**Material for this task:**
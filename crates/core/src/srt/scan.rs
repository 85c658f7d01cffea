//! Line classification and the cue-building state machine.
//!
//! Scanning is permissive: a line that does not fit the grammar is dropped or
//! skipped and the scan carries on. Nothing in here returns an error.

use super::{has_time_parts, SubtitleRecord, ORDINAL_REGEX, TIME_RANGE_REGEX};
use std::collections::BTreeMap;
use tracing::debug;

/// What a single line is, given whether a cue body is currently open.
#[derive(Debug, Clone, PartialEq, Eq)]
pub enum LineKind<'a> {
    /// Digits only, seen outside a cue body.
    OrdinalLine(&'a str),
    /// `<time> --> <time>`; `start` is the first token verbatim.
    TimeRangeLine { start: &'a str },
    /// Empty or whitespace only.
    BlankLine,
    /// Any other line inside a cue body.
    BodyLine,
    /// Any other line outside a cue body.
    Unrecognized,
}

/// Classify `line` (terminator included) for the given scanner state.
pub fn classify(line: &str, in_cue: bool) -> LineKind<'_> {
    if !in_cue {
        if let Some(caps) = ORDINAL_REGEX.captures(line) {
            if let Some(digits) = caps.get(1) {
                return LineKind::OrdinalLine(digits.as_str());
            }
        }
    }
    if let Some(start) = TIME_RANGE_REGEX.captures(line).and_then(|caps| caps.get(1)) {
        return LineKind::TimeRangeLine {
            start: start.as_str(),
        };
    }
    if line.trim().is_empty() {
        return LineKind::BlankLine;
    }
    if in_cue {
        LineKind::BodyLine
    } else {
        LineKind::Unrecognized
    }
}

/// Split `text` after every `\n`, `\r\n` or lone `\r`, keeping each terminator.
/// A trailing piece without a terminator is yielded as is.
pub fn lines_with_terminators(text: &str) -> impl Iterator<Item = &str> {
    let bytes = text.as_bytes();
    let mut start = 0;
    std::iter::from_fn(move || {
        if start >= bytes.len() {
            return None;
        }
        let rest = &bytes[start..];
        let end = match rest.iter().position(|&b| b == b'\n' || b == b'\r') {
            Some(i) if rest[i] == b'\r' && rest.get(i + 1) == Some(&b'\n') => start + i + 2,
            Some(i) => start + i + 1,
            None => bytes.len(),
        };
        let line = &text[start..end];
        start = end;
        Some(line)
    })
}

/// Whether the scanner is between cues or collecting a cue body.
#[derive(Debug, Clone, Copy, PartialEq, Eq)]
pub enum ScanState {
    Idle,
    InCue,
}

/// Accumulates cues keyed by their verbatim start-time token.
///
/// A later cue with the same start token replaces the earlier one. A blank
/// line closes the open cue but keeps the pending ordinal, so a cue without
/// its own ordinal line reuses the last one seen.
#[derive(Debug)]
pub struct Scanner {
    state: ScanState,
    ordinal: String,
    current: Option<String>,
    records: BTreeMap<String, SubtitleRecord>,
}

impl Default for Scanner {
    fn default() -> Self {
        Self::new()
    }
}

impl Scanner {
    /// Start idle with an empty ordinal and no cues.
    pub fn new() -> Self {
        Self {
            state: ScanState::Idle,
            ordinal: String::new(),
            current: None,
            records: BTreeMap::new(),
        }
    }

    /// Current position in the cue grammar.
    pub fn state(&self) -> ScanState {
        self.state
    }

    /// Feed a run of text, splitting it into lines first.
    pub fn feed_text(&mut self, text: &str) {
        for line in lines_with_terminators(text) {
            self.feed(line);
        }
    }

    /// Feed one line, terminator included.
    pub fn feed(&mut self, line: &str) {
        match classify(line, self.state == ScanState::InCue) {
            LineKind::OrdinalLine(digits) => {
                self.ordinal = digits.to_string();
            }
            LineKind::TimeRangeLine { start } => {
                if !has_time_parts(start) {
                    debug!("skipping time range with malformed start {start:?}");
                    return;
                }
                let record = SubtitleRecord::new(self.ordinal.clone(), line, "");
                if self.records.insert(start.to_string(), record).is_some() {
                    debug!("cue at {start} replaces an earlier cue with the same start");
                }
                self.current = Some(start.to_string());
                self.state = ScanState::InCue;
            }
            LineKind::BlankLine => {
                self.state = ScanState::Idle;
            }
            LineKind::BodyLine => {
                let record = self
                    .current
                    .as_ref()
                    .and_then(|key| self.records.get_mut(key));
                if let Some(record) = record {
                    record.text.push_str(line);
                }
            }
            LineKind::Unrecognized => {
                debug!("dropping line outside a cue: {:?}", line.trim_end());
            }
        }
    }

    /// Consume the scanner and hand back the collected cues.
    pub fn finish(self) -> BTreeMap<String, SubtitleRecord> {
        self.records
    }
}

#[cfg(test)]
mod tests {
    use super::*;

    fn scan(input: &str) -> BTreeMap<String, SubtitleRecord> {
        let mut scanner = Scanner::new();
        scanner.feed_text(input);
        scanner.finish()
    }

    #[test]
    fn classifies_lines_by_state() {
        assert_eq!(classify("12\n", false), LineKind::OrdinalLine("12"));
        assert_eq!(classify("12\n", true), LineKind::BodyLine);
        assert_eq!(
            classify("\t00:00:03,748 --> 00:00:06,901\n", true),
            LineKind::TimeRangeLine {
                start: "00:00:03,748"
            }
        );
        assert_eq!(classify("\t\t\n", true), LineKind::BlankLine);
        assert_eq!(classify("\r\n", false), LineKind::BlankLine);
        assert_eq!(classify("stray\n", false), LineKind::Unrecognized);
        assert_eq!(classify("words\n", true), LineKind::BodyLine);
    }

    #[test]
    fn builds_a_single_cue() {
        let records = scan("1\n00:00:01,000 --> 00:00:02,000\nhello\n\n");
        assert_eq!(records.len(), 1);
        let record = &records["00:00:01,000"];
        assert_eq!(record.ordinal, "1");
        assert_eq!(record.time_frame, "00:00:01,000 --> 00:00:02,000\n");
        assert_eq!(record.text, "hello\n");
    }

    #[test]
    fn accumulates_multiline_bodies() {
        let records = scan("3\n00:00:05,000 --> 00:00:06,000\none\ntwo\r\nthree\n\n");
        assert_eq!(records["00:00:05,000"].text, "one\ntwo\r\nthree\n");
    }

    #[test]
    fn later_cue_with_same_start_wins() {
        let records = scan(
            "1\n00:00:01,000 --> 00:00:02,000\nfirst\n\n2\n00:00:01,000 --> 00:00:03,000\nsecond\n\n",
        );
        assert_eq!(records.len(), 1);
        let record = &records["00:00:01,000"];
        assert_eq!(record.ordinal, "2");
        assert_eq!(record.text, "second\n");
    }

    #[test]
    fn malformed_start_opens_no_cue() {
        let records = scan(
            "1\n1:00 --> 00:00:02,000\nlost\n\n2\n00:00:03,000 --> 00:00:04,000\nkept\n\n",
        );
        assert_eq!(records.len(), 1);
        assert_eq!(records["00:00:03,000"].text, "kept\n");
    }

    #[test]
    fn malformed_start_inside_cue_is_skipped() {
        let mut scanner = Scanner::new();
        scanner.feed("1\n");
        scanner.feed("00:00:01,000 --> 00:00:02,000\n");
        scanner.feed("1:00 --> 00:00:02,000\n");
        assert_eq!(scanner.state(), ScanState::InCue);
        scanner.feed("still here\n");
        let records = scanner.finish();
        assert_eq!(records["00:00:01,000"].text, "still here\n");
    }

    #[test]
    fn digits_inside_a_body_are_text() {
        let records = scan("1\n00:00:01,000 --> 00:00:02,000\n42\n\n");
        let record = &records["00:00:01,000"];
        assert_eq!(record.ordinal, "1");
        assert_eq!(record.text, "42\n");
    }

    #[test]
    fn text_outside_a_cue_is_dropped() {
        let records = scan("preamble\n1\n00:00:01,000 --> 00:00:02,000\nhi\n\nafterword\n");
        assert_eq!(records["00:00:01,000"].text, "hi\n");
    }

    #[test]
    fn last_line_without_terminator_is_kept() {
        let records = scan("1\n00:00:01,000 --> 00:00:02,000\nend");
        assert_eq!(records["00:00:01,000"].text, "end");
    }

    #[test]
    fn splits_on_every_line_ending() {
        let lines: Vec<&str> = lines_with_terminators("a\nb\r\nc\rd").collect();
        assert_eq!(lines, vec!["a\n", "b\r\n", "c\r", "d"]);
        assert_eq!(lines_with_terminators("").count(), 0);
    }

    #[test]
    fn carriage_return_only_files_are_scanned() {
        let records = scan("1\r00:00:01,000 --> 00:00:02,000\rhi\rthere\r\r");
        assert_eq!(records.len(), 1);
        let record = &records["00:00:01,000"];
        assert_eq!(record.ordinal, "1");
        assert_eq!(record.text, "hi\rthere\r");
    }

    #[test]
    fn start_token_stops_before_a_dot() {
        let records = scan("1\n00:00:01.000 --> 00:00:02.000\na\n\n");
        assert_eq!(records.len(), 1);
        assert_eq!(records["00:00:01"].text, "a\n");
    }

    #[test]
    fn text_before_the_arrow_still_opens_a_cue() {
        let records = scan(
            "1\n00:00:01.000 --> 00:00:02.000\na\n\n2\n00:00:03,000 X --> 00:00:04,000\nb\n\n",
        );
        assert_eq!(records.len(), 2);
        assert_eq!(records["00:00:01"].text, "a\n");
        let second = &records["00:00:03,000"];
        assert_eq!(second.ordinal, "2");
        assert_eq!(second.time_frame, "00:00:03,000 X --> 00:00:04,000\n");
        assert_eq!(second.text, "b\n");
        assert_eq!(
            classify("1:00 X --> 00:00:02,000\n", false),
            LineKind::TimeRangeLine { start: "1:00" }
        );
    }

    #[test]
    fn ordinal_carries_over_and_time_range_opens_a_new_cue() {
        let records = scan(
            "5\n00:00:01,000 --> 00:00:02,000\na\n\n00:00:03,000 --> 00:00:04,000\nb\n00:00:05,000 --> 00:00:06,000\nc\n\n",
        );
        assert_eq!(records.len(), 3);
        let expected = [
            ("00:00:01,000", "a\n"),
            ("00:00:03,000", "b\n"),
            ("00:00:05,000", "c\n"),
        ];
        for (key, body) in expected {
            assert_eq!(records[key].ordinal, "5");
            assert_eq!(records[key].text, body);
        }
    }

    #[test]
    fn blank_line_keeps_the_current_key() {
        let mut scanner = Scanner::new();
        scanner.feed_text("1\n00:00:01,000 --> 00:00:02,000\nhi\n\n");
        assert_eq!(scanner.state(), ScanState::Idle);
        assert_eq!(scanner.current.as_deref(), Some("00:00:01,000"));
        assert_eq!(scanner.ordinal, "1");
    }
}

**Exercise description:**
Reproduce the lines of the entries above from the one with "inside a cue body." to the one with "let mut start = 0;", both included, exactly and without any other line.

**Response to this task:**
    /// Any other line inside a cue body.
    BodyLine,
    /// Any other line outside a cue body.
    Unrecognized,
}

/// Classify `line` (terminator included) for the given scanner state.
pub fn classify(line: &str, in_cue: bool) -> LineKind<'_> {
    if !in_cue {
        if let Some(caps) = ORDINAL_REGEX.captures(line) {
            if let Some(digits) = caps.get(1) {
                return LineKind::OrdinalLine(digits.as_str());
            }
        }
    }
    if let Some(start) = TIME_RANGE_REGEX.captures(line).and_then(|caps| caps.get(1)) {
        return LineKind::TimeRangeLine {
            start: start.as_str(),
        };
    }
    if line.trim().is_empty() {
        return LineKind::BlankLine;
    }
    if in_cue {
        LineKind::BodyLine
    } else {
        LineKind::Unrecognized
    }
}

/// Split `text` after every `\n`, `\r\n` or lone `\r`, keeping each terminator.
/// A trailing piece without a terminator is yielded as is.
pub fn lines_with_terminators(text: &str) -> impl Iterator<Item = &str> {
    let bytes = text.as_bytes();
    let mut start = 0;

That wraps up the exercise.